Search the material below for the word "PoisonError". Copy every line where it is found.

Provided data:
=== Section Start ===
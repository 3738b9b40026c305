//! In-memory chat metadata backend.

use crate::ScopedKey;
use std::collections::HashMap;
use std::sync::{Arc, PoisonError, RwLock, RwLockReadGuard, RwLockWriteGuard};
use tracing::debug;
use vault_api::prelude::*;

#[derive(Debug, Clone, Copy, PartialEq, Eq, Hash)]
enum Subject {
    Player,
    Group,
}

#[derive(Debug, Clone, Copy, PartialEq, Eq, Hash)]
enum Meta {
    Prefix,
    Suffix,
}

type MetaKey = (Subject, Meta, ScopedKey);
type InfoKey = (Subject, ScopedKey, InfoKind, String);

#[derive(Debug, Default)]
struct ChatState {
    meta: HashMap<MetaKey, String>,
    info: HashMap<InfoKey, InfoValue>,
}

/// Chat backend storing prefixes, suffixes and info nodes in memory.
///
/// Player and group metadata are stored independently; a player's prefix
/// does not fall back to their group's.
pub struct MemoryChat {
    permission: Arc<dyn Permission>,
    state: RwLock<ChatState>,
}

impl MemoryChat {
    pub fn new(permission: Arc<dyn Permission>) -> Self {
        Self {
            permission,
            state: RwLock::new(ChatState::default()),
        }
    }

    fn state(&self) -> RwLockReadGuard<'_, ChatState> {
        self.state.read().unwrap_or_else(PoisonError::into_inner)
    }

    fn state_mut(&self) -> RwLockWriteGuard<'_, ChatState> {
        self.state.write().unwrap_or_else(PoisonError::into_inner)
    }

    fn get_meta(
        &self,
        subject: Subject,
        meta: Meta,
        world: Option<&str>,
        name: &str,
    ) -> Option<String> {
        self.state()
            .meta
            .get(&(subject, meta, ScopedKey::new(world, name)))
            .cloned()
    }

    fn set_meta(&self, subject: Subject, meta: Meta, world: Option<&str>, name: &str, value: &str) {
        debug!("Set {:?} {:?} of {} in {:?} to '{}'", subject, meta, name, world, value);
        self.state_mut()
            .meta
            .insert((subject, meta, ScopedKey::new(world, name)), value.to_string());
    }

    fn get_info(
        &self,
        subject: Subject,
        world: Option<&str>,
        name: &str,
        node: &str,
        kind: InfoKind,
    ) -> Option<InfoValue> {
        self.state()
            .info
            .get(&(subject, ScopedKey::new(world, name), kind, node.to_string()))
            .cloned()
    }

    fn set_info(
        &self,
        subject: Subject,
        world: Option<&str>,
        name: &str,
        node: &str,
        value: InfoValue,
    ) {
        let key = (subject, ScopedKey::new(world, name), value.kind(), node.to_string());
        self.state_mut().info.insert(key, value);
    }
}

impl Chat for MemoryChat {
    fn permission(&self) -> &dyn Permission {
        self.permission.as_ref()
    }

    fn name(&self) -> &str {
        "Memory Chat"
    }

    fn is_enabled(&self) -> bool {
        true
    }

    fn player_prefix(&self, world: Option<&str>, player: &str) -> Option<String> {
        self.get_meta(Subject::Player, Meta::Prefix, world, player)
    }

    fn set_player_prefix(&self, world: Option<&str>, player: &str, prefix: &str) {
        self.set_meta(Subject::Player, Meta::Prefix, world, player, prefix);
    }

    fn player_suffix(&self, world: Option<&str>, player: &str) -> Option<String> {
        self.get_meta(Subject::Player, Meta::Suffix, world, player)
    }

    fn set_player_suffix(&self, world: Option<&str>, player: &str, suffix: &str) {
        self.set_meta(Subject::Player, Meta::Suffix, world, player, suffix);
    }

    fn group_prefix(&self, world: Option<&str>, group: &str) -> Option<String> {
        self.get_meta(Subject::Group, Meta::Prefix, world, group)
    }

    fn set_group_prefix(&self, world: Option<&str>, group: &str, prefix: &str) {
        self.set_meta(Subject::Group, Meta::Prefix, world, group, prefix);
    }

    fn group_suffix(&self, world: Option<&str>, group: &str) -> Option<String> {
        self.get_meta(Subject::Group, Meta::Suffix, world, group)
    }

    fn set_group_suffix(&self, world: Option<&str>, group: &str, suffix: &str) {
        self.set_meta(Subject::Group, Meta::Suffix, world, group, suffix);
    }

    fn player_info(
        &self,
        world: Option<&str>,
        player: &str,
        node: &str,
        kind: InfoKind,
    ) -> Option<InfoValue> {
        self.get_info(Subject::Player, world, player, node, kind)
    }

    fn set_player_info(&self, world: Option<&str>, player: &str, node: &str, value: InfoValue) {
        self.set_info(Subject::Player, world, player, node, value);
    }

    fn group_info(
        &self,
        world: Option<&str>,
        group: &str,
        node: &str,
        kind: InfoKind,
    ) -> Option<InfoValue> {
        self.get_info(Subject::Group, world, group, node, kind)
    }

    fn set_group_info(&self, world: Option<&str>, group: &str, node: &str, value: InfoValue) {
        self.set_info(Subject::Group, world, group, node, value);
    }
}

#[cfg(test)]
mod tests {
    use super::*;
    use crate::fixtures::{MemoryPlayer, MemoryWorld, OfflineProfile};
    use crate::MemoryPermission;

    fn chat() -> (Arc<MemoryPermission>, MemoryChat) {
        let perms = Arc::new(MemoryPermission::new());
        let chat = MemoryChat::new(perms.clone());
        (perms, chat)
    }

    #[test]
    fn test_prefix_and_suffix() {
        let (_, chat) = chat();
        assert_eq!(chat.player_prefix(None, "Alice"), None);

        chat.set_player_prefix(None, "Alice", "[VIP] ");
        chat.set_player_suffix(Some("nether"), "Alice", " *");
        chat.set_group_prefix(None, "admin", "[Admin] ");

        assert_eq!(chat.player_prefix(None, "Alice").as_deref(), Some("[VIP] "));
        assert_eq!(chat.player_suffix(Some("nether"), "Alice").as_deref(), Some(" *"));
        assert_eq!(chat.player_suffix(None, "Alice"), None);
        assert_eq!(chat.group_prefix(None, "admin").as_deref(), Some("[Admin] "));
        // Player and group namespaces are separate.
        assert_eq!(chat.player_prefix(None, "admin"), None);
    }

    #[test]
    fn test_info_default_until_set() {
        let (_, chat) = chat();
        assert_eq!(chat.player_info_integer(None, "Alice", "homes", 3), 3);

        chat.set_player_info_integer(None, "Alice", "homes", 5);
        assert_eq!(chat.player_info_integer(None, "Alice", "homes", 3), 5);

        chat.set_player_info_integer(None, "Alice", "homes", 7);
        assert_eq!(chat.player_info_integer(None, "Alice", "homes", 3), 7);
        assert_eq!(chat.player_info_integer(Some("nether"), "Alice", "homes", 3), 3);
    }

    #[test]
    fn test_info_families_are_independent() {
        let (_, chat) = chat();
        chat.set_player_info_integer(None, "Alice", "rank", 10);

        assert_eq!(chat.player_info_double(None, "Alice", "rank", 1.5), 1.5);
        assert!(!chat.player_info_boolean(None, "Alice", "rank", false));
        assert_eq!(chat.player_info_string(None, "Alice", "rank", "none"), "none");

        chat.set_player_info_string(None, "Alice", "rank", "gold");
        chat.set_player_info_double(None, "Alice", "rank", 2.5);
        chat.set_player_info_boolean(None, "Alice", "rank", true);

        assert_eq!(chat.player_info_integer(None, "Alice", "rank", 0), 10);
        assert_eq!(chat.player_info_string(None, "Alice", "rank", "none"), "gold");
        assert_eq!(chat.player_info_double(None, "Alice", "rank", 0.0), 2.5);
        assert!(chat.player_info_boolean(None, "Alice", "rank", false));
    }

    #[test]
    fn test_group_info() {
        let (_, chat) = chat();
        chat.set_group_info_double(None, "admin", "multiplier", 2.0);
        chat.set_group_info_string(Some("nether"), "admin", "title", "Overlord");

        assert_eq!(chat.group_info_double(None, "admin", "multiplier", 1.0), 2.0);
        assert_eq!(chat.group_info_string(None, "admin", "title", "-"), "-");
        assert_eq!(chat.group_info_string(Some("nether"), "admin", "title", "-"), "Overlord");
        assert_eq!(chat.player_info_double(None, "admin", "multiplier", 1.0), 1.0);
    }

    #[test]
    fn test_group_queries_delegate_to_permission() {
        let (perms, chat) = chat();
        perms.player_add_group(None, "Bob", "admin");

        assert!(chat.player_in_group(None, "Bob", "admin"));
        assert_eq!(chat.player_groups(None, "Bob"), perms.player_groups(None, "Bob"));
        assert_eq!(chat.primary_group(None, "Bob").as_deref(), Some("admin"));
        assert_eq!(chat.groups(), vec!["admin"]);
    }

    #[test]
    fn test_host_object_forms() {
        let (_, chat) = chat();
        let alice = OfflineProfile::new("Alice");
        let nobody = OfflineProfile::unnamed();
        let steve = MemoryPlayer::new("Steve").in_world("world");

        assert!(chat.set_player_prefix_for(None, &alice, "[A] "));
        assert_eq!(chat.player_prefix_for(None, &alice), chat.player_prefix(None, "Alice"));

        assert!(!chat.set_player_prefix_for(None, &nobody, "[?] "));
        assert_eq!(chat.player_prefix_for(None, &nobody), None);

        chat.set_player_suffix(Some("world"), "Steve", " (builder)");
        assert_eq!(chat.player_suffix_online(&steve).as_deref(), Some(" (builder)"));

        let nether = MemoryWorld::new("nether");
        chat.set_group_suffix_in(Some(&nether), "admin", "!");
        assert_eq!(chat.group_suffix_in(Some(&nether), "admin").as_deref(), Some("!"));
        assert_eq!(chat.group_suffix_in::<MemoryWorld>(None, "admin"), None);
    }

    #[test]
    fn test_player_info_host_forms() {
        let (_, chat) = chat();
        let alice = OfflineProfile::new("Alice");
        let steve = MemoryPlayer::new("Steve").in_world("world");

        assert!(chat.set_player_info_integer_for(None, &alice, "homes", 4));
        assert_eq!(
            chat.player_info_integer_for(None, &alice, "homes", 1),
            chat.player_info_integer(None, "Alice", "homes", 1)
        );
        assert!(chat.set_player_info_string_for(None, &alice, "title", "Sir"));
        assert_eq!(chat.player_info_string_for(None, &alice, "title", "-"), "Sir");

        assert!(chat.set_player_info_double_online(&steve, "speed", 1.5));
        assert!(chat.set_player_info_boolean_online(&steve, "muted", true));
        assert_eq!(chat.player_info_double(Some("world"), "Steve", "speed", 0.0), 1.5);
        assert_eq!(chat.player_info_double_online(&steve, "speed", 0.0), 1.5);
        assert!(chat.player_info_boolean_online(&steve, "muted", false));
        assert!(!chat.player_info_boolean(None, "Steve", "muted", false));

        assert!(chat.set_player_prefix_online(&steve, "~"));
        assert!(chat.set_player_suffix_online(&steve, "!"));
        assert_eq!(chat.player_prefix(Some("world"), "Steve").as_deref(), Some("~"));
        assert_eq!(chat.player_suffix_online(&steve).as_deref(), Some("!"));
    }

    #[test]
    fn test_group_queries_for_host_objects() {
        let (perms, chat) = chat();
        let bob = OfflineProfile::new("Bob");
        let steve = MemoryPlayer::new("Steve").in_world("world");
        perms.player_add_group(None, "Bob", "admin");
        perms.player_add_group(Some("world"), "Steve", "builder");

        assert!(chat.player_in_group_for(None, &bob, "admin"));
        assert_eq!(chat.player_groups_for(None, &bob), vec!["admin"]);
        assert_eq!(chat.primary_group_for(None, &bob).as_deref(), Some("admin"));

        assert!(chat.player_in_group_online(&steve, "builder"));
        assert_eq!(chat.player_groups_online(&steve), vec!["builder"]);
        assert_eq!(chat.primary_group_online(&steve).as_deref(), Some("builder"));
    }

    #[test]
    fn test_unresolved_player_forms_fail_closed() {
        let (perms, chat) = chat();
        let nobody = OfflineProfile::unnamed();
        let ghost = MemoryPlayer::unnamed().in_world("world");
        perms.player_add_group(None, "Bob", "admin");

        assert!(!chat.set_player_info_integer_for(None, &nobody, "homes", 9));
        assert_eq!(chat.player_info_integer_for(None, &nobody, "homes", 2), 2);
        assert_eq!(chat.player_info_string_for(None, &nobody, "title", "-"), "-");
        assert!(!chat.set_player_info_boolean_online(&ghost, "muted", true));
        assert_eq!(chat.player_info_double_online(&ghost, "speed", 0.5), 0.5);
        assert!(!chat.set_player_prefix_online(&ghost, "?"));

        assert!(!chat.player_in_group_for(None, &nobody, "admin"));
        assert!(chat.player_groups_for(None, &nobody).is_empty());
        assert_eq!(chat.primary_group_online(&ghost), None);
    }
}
=== Section End ===
Written solution:
use std::sync::{Arc, PoisonError, RwLock, RwLockReadGuard, RwLockWriteGuard};
        self.state.read().unwrap_or_else(PoisonError::into_inner)
        self.state.write().unwrap_or_else(PoisonError::into_inner)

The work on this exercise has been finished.